MAD and Mort Drucker never did a spoof of the 1960 Psycho, but they did do one of Psycho II in 1983, I recall buying my first MAD in over a decade to read it. I recall in the opening frames of Norman in the courtroom getting his release, they drew Martin Balsam as the court reporter...with a knife in his chest and a sorrowful expression.

MAD and Mort Drucker DID do a spoof of "The Birds" in 1963. It made sense. Unlike Psycho, this was more of a "horror movie for kids" and so it made sense for MAD to go there.

I recall in the "Birds" parody a re-print of Hitchcock's billboard for The Birds with Hitch saying:
"the birds is coming!" ...MAD put graffiti on the billboard: "And good grammar in advertising has went!"

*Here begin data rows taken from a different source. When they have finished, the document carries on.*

//! Binlog 처리 위치 추적 (BinlogPosition 및 Checkpoint)
//!
//! 체크포인트는 두 가지 문자열 형식 중 하나다.
//! - `gtid:<gtid-set>`
//! - `file:<binlog 파일명>:<바이트 위치>`

use crate::error::{CdcError, Result};
use crate::gtid::GtidSet;
use serde::{Serialize, Serializer};
use std::fmt;
use std::str::FromStr;

const GTID_PREFIX: &str = "gtid:";
const FILE_PREFIX: &str = "file:";

/// Binlog 파일 위치 정보
#[derive(Debug, Clone, PartialEq, Eq)]
pub struct BinlogPosition {
    /// 바이너리 로그 파일명 (e.g., "mysql-bin.000001")
    pub filename: String,
    /// 바이트 위치
    pub position: u64,
}

impl BinlogPosition {
    pub fn new(filename: impl Into<String>, position: u64) -> Self {
        BinlogPosition {
            filename: filename.into(),
            position,
        }
    }
}

impl fmt::Display for BinlogPosition {
    fn fmt(&self, f: &mut fmt::Formatter<'_>) -> fmt::Result {
        write!(f, "{}:{}", self.filename, self.position)
    }
}

/// 재시작 가능한 스트림 위치
#[derive(Debug, Clone, PartialEq, Eq)]
pub enum Checkpoint {
    Gtid(GtidSet),
    File(BinlogPosition),
}

impl Checkpoint {
    pub fn is_gtid(&self) -> bool {
        matches!(self, Checkpoint::Gtid(_))
    }
}

impl fmt::Display for Checkpoint {
    fn fmt(&self, f: &mut fmt::Formatter<'_>) -> fmt::Result {
        match self {
            Checkpoint::Gtid(set) => write!(f, "{}{}", GTID_PREFIX, set),
            Checkpoint::File(pos) => write!(f, "{}{}", FILE_PREFIX, pos),
        }
    }
}

impl FromStr for Checkpoint {
    type Err = CdcError;

    fn from_str(s: &str) -> Result<Self> {
        if let Some(rest) = s.strip_prefix(GTID_PREFIX) {
            let set = GtidSet::parse(rest)
                .map_err(|e| CdcError::InvalidCheckpoint(format!("{}: {}", s, e)))?;
            return Ok(Checkpoint::Gtid(set));
        }

        if let Some(rest) = s.strip_prefix(FILE_PREFIX) {
            let (filename, position) = rest
                .rsplit_once(':')
                .ok_or_else(|| CdcError::InvalidCheckpoint(s.to_string()))?;
            if filename.is_empty() {
                return Err(CdcError::InvalidCheckpoint(s.to_string()));
            }
            let position = position
                .parse::<u64>()
                .map_err(|_| CdcError::InvalidCheckpoint(s.to_string()))?;
            return Ok(Checkpoint::File(BinlogPosition::new(filename, position)));
        }

        Err(CdcError::InvalidCheckpoint(s.to_string()))
    }
}

impl Serialize for Checkpoint {
    fn serialize<S: Serializer>(&self, serializer: S) -> std::result::Result<S::Ok, S::Error> {
        serializer.collect_str(self)
    }
}

#[cfg(test)]
mod tests {
    use super::*;

    #[test]
    fn test_binlog_position_display() {
        let pos = BinlogPosition::new("mysql-bin.000123", 4096);
        assert_eq!(pos.to_string(), "mysql-bin.000123:4096");
    }

    #[test]
    fn test_file_checkpoint() {
        let cp: Checkpoint = "file:mysql-bin.000003:4097".parse().unwrap();
        assert_eq!(
            cp,
            Checkpoint::File(BinlogPosition::new("mysql-bin.000003", 4097))
        );
        assert_eq!(cp.to_string(), "file:mysql-bin.000003:4097");
        assert!(!cp.is_gtid());
    }

    #[test]
    fn test_gtid_checkpoint() {
        let text = "gtid:550e8400-e29b-41d4-a716-446655440000:1-42";
        let cp: Checkpoint = text.parse().unwrap();
        assert!(cp.is_gtid());
        assert_eq!(cp.to_string(), text);
    }

    #[test]
    fn test_empty_gtid_checkpoint() {
        let cp: Checkpoint = "gtid:".parse().unwrap();
        assert_eq!(cp, Checkpoint::Gtid(GtidSet::new()));
    }

    #[test]
    fn test_invalid_checkpoints() {
        for text in ["", "mysql-bin.000001:4", "file:mysql-bin.000001", "file::4", "file:bin:x", "gtid:zzz"] {
            assert!(
                matches!(text.parse::<Checkpoint>(), Err(CdcError::InvalidCheckpoint(_))),
                "{} should be rejected",
                text
            );
        }
    }
}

I recall in the "Birds" parody how the characters always stop to get excited about Hitchcock's cameo: "Here is is, the director of our movie, the famous fat man" ...and...well, one time it was Nikita Kruschev, and one time it was Jackie Gleason. By the time he made his cameo, Hitchcock was dead and covered in birds -- angry at their treatment by the master.

I also always liked this line when Tippi Hedren is first pecked on the forehead by a seagull:

"So -- am I about to be horribly killed early in the movie like Janet Leigh in Psycho? Nope, nothing like that...I just get pecked by this bird."

True, that. Its a long wait to something happening in The Birds, but when it does, its minor. We still have to wait a long time for something more exciting or scary. Unlike as with the shower scene.

Tippi also takes note that the blood on her gloved finger looks like grape jelly. (It does, but new printings of The Birds have added red.)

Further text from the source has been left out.